Python and RDFLib really isn't made for this sort of data-processinging - parsing will be the least of your problems, saving the graph in memory will also take much more space than the rdf/xml file takes on disk. 

I see a few options: 

* Use a streaming parser/converter like jena's riot tool to read in the rdf/xml and write out a line-based format line nquads/ntriples. Then you can use grep to find the parts of the file you want, ending up with a smaller rdf file you can process with rdflib. 

* Load the file into an on-disk database like Jena TDB - then use Jena Fuseki to setup a SPARQL endpoint and use the SparqlWrapper/RDFLib SPARQLStore to get out the data you want. 
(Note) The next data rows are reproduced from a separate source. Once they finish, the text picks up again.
// src/domain/money.rs
// Money value object: non-negative decimal amount plus ISO-style currency code.

use rust_decimal::{Decimal, RoundingStrategy};
use serde::Serialize;
use std::fmt;

use crate::domain::errors::{DomainError, DomainResult};

/// Immutable monetary value. Amounts are stored rounded to 2 decimal
/// places and can never be negative; debits are modeled as subtraction
/// that fails instead of going below zero. Two values can only be
/// combined or compared when their currencies match.
#[derive(Debug, Clone, PartialEq, Eq, Serialize)]
pub struct Money {
    amount: Decimal,
    currency: String,
}

impl Money {
    pub fn new(amount: Decimal, currency: &str) -> DomainResult<Self> {
        if amount < Decimal::ZERO {
            return Err(DomainError::Validation(format!(
                "Money amount cannot be negative: {}",
                amount
            )));
        }
        if currency.len() != 3 || !currency.chars().all(|c| c.is_ascii_alphabetic()) {
            return Err(DomainError::Validation(format!(
                "Currency must be a 3-letter code, got '{}'",
                currency
            )));
        }
        Ok(Self {
            amount: round_2dp(amount),
            currency: currency.to_ascii_uppercase(),
        })
    }

    pub fn zero(currency: &str) -> DomainResult<Self> {
        Self::new(Decimal::ZERO, currency)
    }

    pub fn amount(&self) -> Decimal {
        self.amount
    }

    pub fn currency(&self) -> &str {
        &self.currency
    }

    pub fn is_zero(&self) -> bool {
        self.amount.is_zero()
    }

    pub fn add(&self, other: &Money) -> DomainResult<Money> {
        self.assert_same_currency(other)?;
        Money::new(self.amount + other.amount, &self.currency)
    }

    /// Fails when the result would be negative or the currencies differ.
    pub fn subtract(&self, other: &Money) -> DomainResult<Money> {
        self.assert_same_currency(other)?;
        let result = self.amount - other.amount;
        if result < Decimal::ZERO {
            return Err(DomainError::Validation(format!(
                "Cannot subtract {} {} from {} {}: result would be negative",
                other.amount, other.currency, self.amount, self.currency
            )));
        }
        Money::new(result, &self.currency)
    }

    pub fn multiply(&self, factor: Decimal) -> DomainResult<Money> {
        if factor < Decimal::ZERO {
            return Err(DomainError::Validation(format!(
                "Cannot multiply money by negative factor: {}",
                factor
            )));
        }
        Money::new(self.amount * factor, &self.currency)
    }

    /// Rounds to the nearest whole currency unit, midpoint away from zero.
    /// Used for partial refunds.
    pub fn rounded_to_unit(&self) -> Money {
        Money {
            amount: self
                .amount
                .round_dp_with_strategy(0, RoundingStrategy::MidpointAwayFromZero),
            currency: self.currency.clone(),
        }
    }

    pub fn gt(&self, other: &Money) -> DomainResult<bool> {
        self.assert_same_currency(other)?;
        Ok(self.amount > other.amount)
    }

    pub fn gte(&self, other: &Money) -> DomainResult<bool> {
        self.assert_same_currency(other)?;
        Ok(self.amount >= other.amount)
    }

    pub fn lt(&self, other: &Money) -> DomainResult<bool> {
        self.assert_same_currency(other)?;
        Ok(self.amount < other.amount)
    }

    pub fn lte(&self, other: &Money) -> DomainResult<bool> {
        self.assert_same_currency(other)?;
        Ok(self.amount <= other.amount)
    }

    fn assert_same_currency(&self, other: &Money) -> DomainResult<()> {
        if self.currency != other.currency {
            return Err(DomainError::Validation(format!(
                "Currency mismatch: {} vs {}",
                self.currency, other.currency
            )));
        }
        Ok(())
    }
}

impl fmt::Display for Money {
    fn fmt(&self, f: &mut fmt::Formatter) -> fmt::Result {
        write!(f, "{} {}", self.amount, self.currency)
    }
}

fn round_2dp(amount: Decimal) -> Decimal {
    amount.round_dp_with_strategy(2, RoundingStrategy::MidpointAwayFromZero)
}
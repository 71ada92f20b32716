// tests/common/mod.rs
// Shared wiring for integration tests: in-memory infrastructure, a seeded
// catalog and the two use-case managers.
#![allow(dead_code)]

use std::sync::Arc;

use chrono::{Duration, NaiveDate, Utc};
use rust_decimal::Decimal;

use bookpay::application::dto::{BookingView, CreateBookingCommand};
use bookpay::application::usecase::{BookingLifecycleUseCase, BookingManager, WalletManager};
use bookpay::domain::booking::RefundPolicy;
use bookpay::domain::money::Money;
use bookpay::domain::repository::{CatalogService, Location, Provider};
use bookpay::infrastructure::event::RecordingEventDispatcher;
use bookpay::infrastructure::memory::{
    InMemoryBookingRepository, InMemoryProviderCatalog, InMemoryTimeSlotRepository,
    InMemoryWalletRepository, InMemoryWalletTransactionRepository,
};

pub const CUSTOMER: &str = "customer-1";
pub const PROVIDER: &str = "provider-1";
pub const LOCATION: &str = "location-1";
pub const HAIRCUT: &str = "service-haircut";
pub const SPA: &str = "service-spa";

pub struct TestApp {
    pub bookings: Arc<InMemoryBookingRepository>,
    pub wallets: Arc<InMemoryWalletRepository>,
    pub transactions: Arc<InMemoryWalletTransactionRepository>,
    pub time_slots: Arc<InMemoryTimeSlotRepository>,
    pub catalog: Arc<InMemoryProviderCatalog>,
    pub dispatcher: Arc<RecordingEventDispatcher>,
    pub booking_ops: BookingManager,
    pub wallet_ops: WalletManager,
}

pub async fn test_app() -> TestApp {
    let bookings = Arc::new(InMemoryBookingRepository::new());
    let wallets = Arc::new(InMemoryWalletRepository::new());
    let transactions = Arc::new(InMemoryWalletTransactionRepository::new());
    let time_slots = Arc::new(InMemoryTimeSlotRepository::new());
    let catalog = Arc::new(InMemoryProviderCatalog::new());
    let dispatcher = Arc::new(RecordingEventDispatcher::new());

    catalog
        .add_provider(Provider {
            id: PROVIDER.to_string(),
            active: true,
            supports_home_service: true,
        })
        .await;
    catalog
        .add_location(Location {
            id: LOCATION.to_string(),
            provider_id: PROVIDER.to_string(),
        })
        .await;
    catalog
        .add_service(CatalogService {
            id: HAIRCUT.to_string(),
            provider_id: PROVIDER.to_string(),
            name: "Haircut".to_string(),
            price: vnd(100_000),
            duration_minutes: 60,
            active: true,
        })
        .await;
    catalog
        .add_service(CatalogService {
            id: SPA.to_string(),
            provider_id: PROVIDER.to_string(),
            name: "Spa treatment".to_string(),
            price: vnd(50_000),
            duration_minutes: 30,
            active: true,
        })
        .await;

    let wallet_ops = WalletManager::new(wallets.clone(), transactions.clone(), dispatcher.clone());
    let booking_ops = BookingManager::new(
        bookings.clone(),
        wallets.clone(),
        transactions.clone(),
        time_slots.clone(),
        catalog.clone(),
        dispatcher.clone(),
        RefundPolicy::default(),
    );

    TestApp {
        bookings,
        wallets,
        transactions,
        time_slots,
        catalog,
        dispatcher,
        booking_ops,
        wallet_ops,
    }
}

pub fn vnd(amount: i64) -> Money {
    Money::new(Decimal::from(amount), "VND").unwrap()
}

/// A schedule comfortably more than 24 hours away, clear of midnight.
pub fn far_schedule() -> (NaiveDate, String) {
    let date = (Utc::now() + Duration::hours(48)).date_naive();
    (date, "10:00".to_string())
}

/// A schedule between 2 and 24 hours away, shifted earlier when the start
/// time would push the booking past midnight.
pub fn partial_window_schedule() -> (NaiveDate, String) {
    let mut at = Utc::now().naive_utc() + Duration::hours(10);
    if at.time() > chrono::NaiveTime::from_hms_opt(22, 0, 0).unwrap() {
        at -= Duration::hours(3);
    }
    (at.date(), at.time().format("%H:%M").to_string())
}

pub fn booking_command(date: NaiveDate, start_time: &str) -> CreateBookingCommand {
    CreateBookingCommand {
        customer_id: CUSTOMER.to_string(),
        provider_id: PROVIDER.to_string(),
        location_id: LOCATION.to_string(),
        staff_id: None,
        scheduled_date: date,
        start_time: start_time.to_string(),
        service_ids: vec![HAIRCUT.to_string(), SPA.to_string()],
        is_home_service: false,
        service_address: None,
        customer_phone: Some("0900000000".to_string()),
        customer_email: None,
        notes: None,
    }
}

pub async fn create_far_booking(app: &TestApp) -> BookingView {
    let (date, start) = far_schedule();
    app.booking_ops
        .create_booking(booking_command(date, &start))
        .await
        .unwrap()
}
* Use the rdflib streaming parsers I have a secret git branch on my computer do stream-process your data ;) 

Good luck!

- Gunnar



On 26 November 2013 16:47, Benedikt Tröster <ben...@gmail.com> wrote:
Hello!

I'm trying to extract data from an extremely large rdf-file (~9GB). Unsurprisingly the parsing takes ages (just tested my code on my i7, 6GB machine for ~50minutes - it's not even finished parsing).

Here is my code:

It works on a small portion of the rdf-file (extracted sample data), which was given to me. Is there any way I could speedup the process?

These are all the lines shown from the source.